The reply should consist of the entire listing, word for word.

**Exercise data**
::::

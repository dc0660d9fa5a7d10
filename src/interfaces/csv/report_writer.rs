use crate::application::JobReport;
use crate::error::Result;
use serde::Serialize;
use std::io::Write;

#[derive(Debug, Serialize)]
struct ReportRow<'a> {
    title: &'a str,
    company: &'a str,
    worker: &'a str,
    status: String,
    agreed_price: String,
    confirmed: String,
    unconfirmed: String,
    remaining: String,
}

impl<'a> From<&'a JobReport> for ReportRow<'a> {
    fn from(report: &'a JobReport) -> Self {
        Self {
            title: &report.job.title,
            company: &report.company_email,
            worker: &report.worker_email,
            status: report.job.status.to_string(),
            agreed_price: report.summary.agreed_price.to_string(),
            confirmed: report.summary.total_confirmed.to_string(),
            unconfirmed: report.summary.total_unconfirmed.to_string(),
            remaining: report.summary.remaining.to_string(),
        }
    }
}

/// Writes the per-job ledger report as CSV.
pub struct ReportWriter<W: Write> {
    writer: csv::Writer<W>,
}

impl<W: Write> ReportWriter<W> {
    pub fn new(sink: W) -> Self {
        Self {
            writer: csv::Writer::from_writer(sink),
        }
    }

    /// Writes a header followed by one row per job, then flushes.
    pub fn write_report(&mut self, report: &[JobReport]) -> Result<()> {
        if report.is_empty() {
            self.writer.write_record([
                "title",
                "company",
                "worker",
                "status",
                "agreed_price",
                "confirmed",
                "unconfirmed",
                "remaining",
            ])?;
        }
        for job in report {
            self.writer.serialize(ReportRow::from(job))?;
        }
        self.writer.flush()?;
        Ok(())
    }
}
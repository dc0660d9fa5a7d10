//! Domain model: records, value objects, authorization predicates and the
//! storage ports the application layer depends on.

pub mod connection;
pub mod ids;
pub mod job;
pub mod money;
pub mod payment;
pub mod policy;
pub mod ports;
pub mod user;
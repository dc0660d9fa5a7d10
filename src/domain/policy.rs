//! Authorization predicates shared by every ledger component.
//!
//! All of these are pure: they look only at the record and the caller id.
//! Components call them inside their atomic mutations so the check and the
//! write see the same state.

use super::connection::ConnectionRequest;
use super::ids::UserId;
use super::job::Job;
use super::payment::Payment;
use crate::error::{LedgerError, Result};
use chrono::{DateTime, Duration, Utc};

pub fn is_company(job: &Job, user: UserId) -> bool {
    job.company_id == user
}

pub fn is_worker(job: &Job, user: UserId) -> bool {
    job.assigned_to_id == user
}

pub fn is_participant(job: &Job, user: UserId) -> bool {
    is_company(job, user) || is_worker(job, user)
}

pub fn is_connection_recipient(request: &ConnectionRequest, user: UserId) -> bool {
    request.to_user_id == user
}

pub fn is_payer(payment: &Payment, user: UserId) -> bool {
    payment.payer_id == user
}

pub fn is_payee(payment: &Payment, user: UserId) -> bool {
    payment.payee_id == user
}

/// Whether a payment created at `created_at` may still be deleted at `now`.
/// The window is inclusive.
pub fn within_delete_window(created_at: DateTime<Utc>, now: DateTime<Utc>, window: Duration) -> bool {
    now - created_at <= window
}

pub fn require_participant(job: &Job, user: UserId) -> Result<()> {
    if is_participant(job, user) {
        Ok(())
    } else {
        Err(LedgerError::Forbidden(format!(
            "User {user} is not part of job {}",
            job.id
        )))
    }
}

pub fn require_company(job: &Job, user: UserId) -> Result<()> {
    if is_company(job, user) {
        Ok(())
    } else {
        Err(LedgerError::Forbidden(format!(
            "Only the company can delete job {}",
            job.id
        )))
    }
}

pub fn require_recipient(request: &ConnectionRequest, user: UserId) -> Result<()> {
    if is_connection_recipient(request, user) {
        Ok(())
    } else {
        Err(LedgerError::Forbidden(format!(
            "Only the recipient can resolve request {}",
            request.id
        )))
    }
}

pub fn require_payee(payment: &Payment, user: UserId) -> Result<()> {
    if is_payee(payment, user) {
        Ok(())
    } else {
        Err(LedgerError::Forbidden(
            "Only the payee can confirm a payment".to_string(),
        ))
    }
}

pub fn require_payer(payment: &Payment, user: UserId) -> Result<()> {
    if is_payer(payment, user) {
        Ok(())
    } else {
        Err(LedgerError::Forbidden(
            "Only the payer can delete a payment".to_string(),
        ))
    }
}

::::

**Written answer**
repository dc0660d9fa5a7d10
filename src/interfaces/csv/report_writer.rs
use crate::application::JobReport;
use crate::error::Result;
use serde::Serialize;
use std::io::Write;

#[derive(Debug, Serialize)]
struct ReportRow<'a> {
    title: &'a str,
    company: &'a str,
    worker: &'a str,
    status: String,
    agreed_price: String,
    confirmed: String,
    unconfirmed: String,
    remaining: String,
}

impl<'a> From<&'a JobReport> for ReportRow<'a> {
    fn from(report: &'a JobReport) -> Self {
        Self {
            title: &report.job.title,
            company: &report.company_email,
            worker: &report.worker_email,
            status: report.job.status.to_string(),
            agreed_price: report.summary.agreed_price.to_string(),
            confirmed: report.summary.total_confirmed.to_string(),
            unconfirmed: report.summary.total_unconfirmed.to_string(),
            remaining: report.summary.remaining.to_string(),
        }
    }
}

/// Writes the per-job ledger report as CSV.
pub struct ReportWriter<W: Write> {
    writer: csv::Writer<W>,
}

impl<W: Write> ReportWriter<W> {
    pub fn new(sink: W) -> Self {
        Self {
            writer: csv::Writer::from_writer(sink),
        }
    }

    /// Writes a header followed by one row per job, then flushes.
    pub fn write_report(&mut self, report: &[JobReport]) -> Result<()> {
        if report.is_empty() {
            self.writer.write_record([
                "title",
                "company",
                "worker",
                "status",
                "agreed_price",
                "confirmed",
                "unconfirmed",
                "remaining",
            ])?;
        }
        for job in report {
            self.writer.serialize(ReportRow::from(job))?;
        }
        self.writer.flush()?;
        Ok(())
    }
}
repository dc0660d9fa5a7d10
//! Domain model: records, value objects, authorization predicates and the
//! storage ports the application layer depends on.

pub mod connection;
pub mod ids;
pub mod job;
pub mod money;
pub mod payment;
pub mod policy;
pub mod ports;
pub mod user;
repository dc0660d9fa5a7d10
filename src/domain/policy.rs
//! Authorization predicates shared by every ledger component.
//!
//! All of these are pure: they look only at the record and the caller id.
//! Components call them inside their atomic mutations so the check and the
//! write see the same state.

use super::connection::ConnectionRequest;
use super::ids::UserId;
use super::job::Job;
use super::payment::Payment;
use crate::error::{LedgerError, Result};
use chrono::{DateTime, Duration, Utc};

pub fn is_company(job: &Job, user: UserId) -> bool {
    job.company_id == user
}

pub fn is_worker(job: &Job, user: UserId) -> bool {
    job.assigned_to_id == user
}

pub fn is_participant(job: &Job, user: UserId) -> bool {
    is_company(job, user) || is_worker(job, user)
}

pub fn is_connection_recipient(request: &ConnectionRequest, user: UserId) -> bool {
    request.to_user_id == user
}

pub fn is_payer(payment: &Payment, user: UserId) -> bool {
    payment.payer_id == user
}

pub fn is_payee(payment: &Payment, user: UserId) -> bool {
    payment.payee_id == user
}

/// Whether a payment created at `created_at` may still be deleted at `now`.
/// The window is inclusive.
pub fn within_delete_window(created_at: DateTime<Utc>, now: DateTime<Utc>, window: Duration) -> bool {
    now - created_at <= window
}

pub fn require_participant(job: &Job, user: UserId) -> Result<()> {
    if is_participant(job, user) {
        Ok(())
    } else {
        Err(LedgerError::Forbidden(format!(
            "User {user} is not part of job {}",
            job.id
        )))
    }
}

pub fn require_company(job: &Job, user: UserId) -> Result<()> {
    if is_company(job, user) {
        Ok(())
    } else {
        Err(LedgerError::Forbidden(format!(
            "Only the company can delete job {}",
            job.id
        )))
    }
}

pub fn require_recipient(request: &ConnectionRequest, user: UserId) -> Result<()> {
    if is_connection_recipient(request, user) {
        Ok(())
    } else {
        Err(LedgerError::Forbidden(format!(
            "Only the recipient can resolve request {}",
            request.id
        )))
    }
}

pub fn require_payee(payment: &Payment, user: UserId) -> Result<()> {
    if is_payee(payment, user) {
        Ok(())
    } else {
        Err(LedgerError::Forbidden(
            "Only the payee can confirm a payment".to_string(),
        ))
    }
}

pub fn require_payer(payment: &Payment, user: UserId) -> Result<()> {
    if is_payer(payment, user) {
        Ok(())
    } else {
        Err(LedgerError::Forbidden(
            "Only the payer can delete a payment".to_string(),
        ))
    }
}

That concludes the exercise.